The city passed the emergency declaration through the Vancouver Charter and has asked the province for the following powers:
- Acquiring or using land or personal property to prevent, respond to or alleviate the effects of the emergency.
- Buying on a first-priority basis any clothing, equipment, medical supplies or other essential supplies.
- Restricting the use or occupancy of any premises within the City of Vancouver.
City manager Sadhu Johnston said the powers requested would give city staff the flexibility and resources needed, but that more powers could be requested in the future.
"This is not to be intended to be used on a broad scale … what this allows us to do is restrict certain activities in businesses as deemed appropriate," he said.
"This is a proactive step. It's very important that people continue to heed the guidance … and pursue the social distancing and the other measures they're outlining."
No word on eviction ban or business help
Mayor Kennedy Stewart said examples of measures the city could take under an emergency included closing restaurants not obeying orders around social distancing, or taking over parts of facilities to help ensure homeless people can self-isolate.
But he said that the city would be looking to the province on measures to freeze evictions during the COVID-19 outbreak.
"We believe the better jurisdiction is the province," said Johnston.
"I know many people are asking that. We are looking at our own charter authority, and whether that's something we can pursue. At this point, we're not recommending to do that … but it's something we're looking to see whether we can do."
Several councillors said if the city should attempt to move on the issue if the province failed to act quickly.
"We desperately need eviction protection," said Jean Swanson. "If Doug Ford can do it, I don't see why John Horgan can't."
There were also questions about what measures the city could take to help small businesses, but staff said much of that would come from the federal government's $82 billion economic aid package.
"We recognize the business community is obviously strained," said Johnston.
"Our focus as organization right now is to maintain our essential services. To make sure that when you turn on a tap, water comes out … that when there's a fire, there are firefighters to fight it."
What's still open?
Delta and New Westminster have also declared local states of emergency. Earlier this week, virtually every municipality in B.C. closed community centres for the indefinite future, and in recent days, some municipalities have begun closing their city halls — though the largest ones in Metro Vancouver remain open.
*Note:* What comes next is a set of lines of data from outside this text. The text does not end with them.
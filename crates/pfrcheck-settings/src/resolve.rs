use crate::{model::PfrcheckConfigV1, presets};
use anyhow::Context;
use globset::Glob;
use pfrcheck_domain::policy::{DisabledRules, EffectiveConfig, FailOn, RulePolicy};
use pfrcheck_types::{RuleId, Severity};

/// Caller-supplied values that win over the config file.
#[derive(Clone, Debug, Default)]
pub struct Overrides {
    pub profile: Option<String>,
    pub verbose: Option<bool>,
    pub max_violations: Option<u32>,
}

#[derive(Clone, Debug)]
pub struct ResolvedConfig {
    pub effective: EffectiveConfig,
}

pub fn resolve_config(
    cfg: PfrcheckConfigV1,
    overrides: Overrides,
) -> anyhow::Result<ResolvedConfig> {
    let profile = overrides
        .profile
        .clone()
        .or(cfg.profile.clone())
        .unwrap_or_else(|| "strict".to_string());

    let mut effective = presets::preset(&profile).with_context(|| {
        format!(
            "unknown profile: {profile} (expected {})",
            presets::PROFILES.join("|")
        )
    })?;

    if let Some(fail_on_s) = cfg.fail_on.as_deref() {
        effective.fail_on = parse_fail_on(fail_on_s)?;
    }

    if let Some(disabled_s) = cfg.disabled_rules.as_deref() {
        effective.disabled_rules = parse_disabled_rules(disabled_s)?;
    }

    if let Some(verbose) = overrides.verbose.or(cfg.verbose) {
        effective.verbose = verbose;
    }

    if let Some(parallel) = cfg.parallel {
        effective.parallel = parallel;
    }

    // max violations
    if let Some(mv) = overrides.max_violations.or(cfg.max_violations) {
        effective.max_violations = mv as usize;
    }

    validate_exclude(&cfg.exclude)?;
    effective.exclude = cfg.exclude.clone();

    // per-rule overrides
    for (rule_id, rc) in cfg.rules.iter() {
        let id = RuleId::parse(rule_id)
            .with_context(|| format!("invalid rule id in [rules.\"{rule_id}\"]"))?;
        let default_severity = effective.default_severity;
        let entry = effective
            .rules
            .entry(id.as_str().to_string())
            .or_insert_with(|| RulePolicy::enabled(default_severity));

        if let Some(enabled) = rc.enabled {
            entry.enabled = enabled;
        }
        if let Some(sev) = rc.severity.as_deref() {
            entry.severity =
                parse_severity(sev).with_context(|| format!("invalid severity for {rule_id}"))?;
        }
    }

    tracing::debug!(
        profile = %effective.profile,
        overrides = effective.rules.len(),
        exclude = effective.exclude.len(),
        "resolved configuration"
    );

    Ok(ResolvedConfig { effective })
}

fn validate_exclude(patterns: &[String]) -> anyhow::Result<()> {
    for pattern in patterns {
        Glob::new(pattern).with_context(|| format!("invalid exclude glob: {pattern}"))?;
    }
    Ok(())
}

fn parse_severity(v: &str) -> anyhow::Result<Severity> {
    match v {
        "info" => Ok(Severity::Info),
        "warning" | "warn" => Ok(Severity::Warning),
        "error" => Ok(Severity::Error),
        other => anyhow::bail!("unknown severity: {other} (expected info|warning|error)"),
    }
}

fn parse_fail_on(v: &str) -> anyhow::Result<FailOn> {
    match v {
        "error" => Ok(FailOn::Error),
        "warning" | "warn" => Ok(FailOn::Warning),
        other => anyhow::bail!("unknown fail_on: {other} (expected error|warning)"),
    }
}

fn parse_disabled_rules(v: &str) -> anyhow::Result<DisabledRules> {
    match v {
        "skip" => Ok(DisabledRules::Skip),
        "report" => Ok(DisabledRules::Report),
        other => anyhow::bail!("unknown disabled_rules: {other} (expected skip|report)"),
    }
}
Vancouver's Evelyne Saller, Carnegie and Gathering Place community centres remain open for essential services.
The City of Surrey also announced Thursday it would be shutting down day camps and daycares in city facilities to the general public effective next Monday, though the daycares will remain open to families of first responders.
But Mayor Doug McCallum said regular city hall services would remain open, and encouraged people to go outside.
"Continue enjoying outdoor spaces, including our parks, playgrounds and beaches," he said.
"Get out in the fresh air, but do so by being mindful of social distancing."